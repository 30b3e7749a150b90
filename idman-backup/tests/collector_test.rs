use std::collections::BTreeMap;
use std::sync::Arc;

use async_trait::async_trait;
use chrono::{Duration, Utc};

use idman_backup::collector::{IDirectoryFactory, IdentityCollector};
use idman_core::errors::{IdmanResult, PermissionError};
use idman_core::models::{BackupType, CrossAccountConfig, PrincipalType};
use idman_core::traits::IDirectory;
use test_fixtures::{account, assignment, group, permission_set, user, MemoryDirectory};

const INSTANCE: &str = "arn:aws:sso:us-east-1:123456789012:instance/ins-1";
const PS_ARN: &str = "arn:aws:sso:::permissionSet/ins-1/ps-ReadOnlyAccess";

fn directory() -> Arc<MemoryDirectory> {
    Arc::new(
        MemoryDirectory::new()
            .with_user(user("alice"))
            .with_user(user("bob"))
            .with_group(group("devs", &["alice", "bob"]))
            .with_permission_set(permission_set("ReadOnlyAccess"))
            .with_account(account("123456789012", "Prod"))
            .with_assignment(assignment(
                "123456789012",
                PS_ARN,
                PrincipalType::Group,
                "g-devs",
            )),
    )
}

#[tokio::test]
async fn full_collection_captures_and_seals_everything() {
    let collector = IdentityCollector::new(directory(), INSTANCE);
    let backup = collector.collect_all().await.unwrap();

    assert_eq!(backup.users.len(), 2);
    assert_eq!(backup.groups.len(), 1);
    assert_eq!(backup.permission_sets.len(), 1);
    assert_eq!(backup.assignments.len(), 1);
    assert_eq!(backup.metadata.source_account, "123456789012");
    assert_eq!(backup.metadata.source_region, "us-east-1");
    assert_eq!(backup.metadata.resource_counts["users"], 2);
    assert!(backup.verify_integrity());
    assert_eq!(
        backup.relationships.group_members["g-devs"],
        vec!["u-alice", "u-bob"]
    );
}

#[tokio::test]
async fn incremental_collection_filters_by_modification_stamp() {
    let now = Utc::now();
    let mut stale = user("old");
    stale.last_modified = Some(now - Duration::days(10));
    let mut fresh = user("new");
    fresh.last_modified = Some(now - Duration::hours(1));
    let directory = Arc::new(
        MemoryDirectory::new()
            .with_user(stale)
            .with_user(fresh)
            .with_assignment(assignment(
                "123456789012",
                PS_ARN,
                PrincipalType::User,
                "u-new",
            )),
    );

    let collector = IdentityCollector::new(directory, INSTANCE);
    let backup = collector
        .collect_incremental(now - Duration::days(1))
        .await
        .unwrap();

    assert_eq!(backup.metadata.backup_type, BackupType::Incremental);
    assert_eq!(backup.users.len(), 1);
    assert_eq!(backup.users[0].user_name, "new");
    // Assignments carry no stamp and are always captured.
    assert_eq!(backup.assignments.len(), 1);
    assert!(backup.verify_integrity());
}

#[tokio::test]
async fn connection_validation_lists_missing_capabilities() {
    let directory = directory();
    directory.fail_times(
        "list_users",
        PermissionError::AccessDenied {
            operation: "list_users".to_string(),
        }
        .into(),
        1,
    );
    let collector = IdentityCollector::new(directory, INSTANCE);
    let issues = collector.validate_connection().await;
    assert!(!issues.is_valid);
    assert!(issues.errors[0].contains("list_users"));
}

struct FixedFactory {
    healthy: Arc<MemoryDirectory>,
}

#[async_trait]
impl IDirectoryFactory for FixedFactory {
    async fn directory_for(
        &self,
        config: &CrossAccountConfig,
    ) -> IdmanResult<Arc<dyn IDirectory>> {
        if config.target_account_id == "999999999999" {
            return Err(PermissionError::CrossAccountAccessDenied {
                account_id: config.target_account_id.clone(),
                role_arn: config.role_arn.clone(),
            }
            .into());
        }
        Ok(self.healthy.clone())
    }
}

#[tokio::test]
async fn cross_account_collection_maps_accounts_and_collects_errors() {
    let factory = FixedFactory {
        healthy: directory(),
    };
    let configs = vec![
        CrossAccountConfig {
            target_account_id: "234567890123".to_string(),
            role_arn: "arn:aws:iam::234567890123:role/backup".to_string(),
            external_id: None,
            target_region: Some("eu-west-1".to_string()),
        },
        CrossAccountConfig {
            target_account_id: "999999999999".to_string(),
            role_arn: "arn:aws:iam::999999999999:role/backup".to_string(),
            external_id: Some("ext".to_string()),
            target_region: None,
        },
    ];
    let collection =
        IdentityCollector::collect_cross_account(&factory, INSTANCE, &configs).await;

    assert_eq!(collection.backups.len(), 1);
    let backup = &collection.backups["234567890123"];
    assert_eq!(backup.metadata.source_account, "234567890123");
    assert_eq!(backup.metadata.source_region, "eu-west-1");
    assert!(backup.verify_integrity());
    assert_eq!(collection.errors.len(), 1);
    assert!(collection.errors[0].contains("999999999999"));
}

#[tokio::test]
async fn collection_propagates_directory_failures() {
    let directory = directory();
    directory.fail_times(
        "list_groups",
        PermissionError::AccessDenied {
            operation: "list_groups".to_string(),
        }
        .into(),
        1,
    );
    let collector = IdentityCollector::new(directory, INSTANCE);
    assert!(collector.collect_all().await.is_err());
}

#[tokio::test]
async fn empty_directory_still_seals() {
    let collector = IdentityCollector::new(Arc::new(MemoryDirectory::new()), INSTANCE);
    let backup = collector.collect_all().await.unwrap();
    assert_eq!(backup.total_resources(), 0);
    assert!(backup.verify_integrity());
}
----
Copy out each line of the records that holds the string "days".

    stale.last_modified = Some(now - Duration::days(10));
        .collect_incremental(now - Duration::days(1))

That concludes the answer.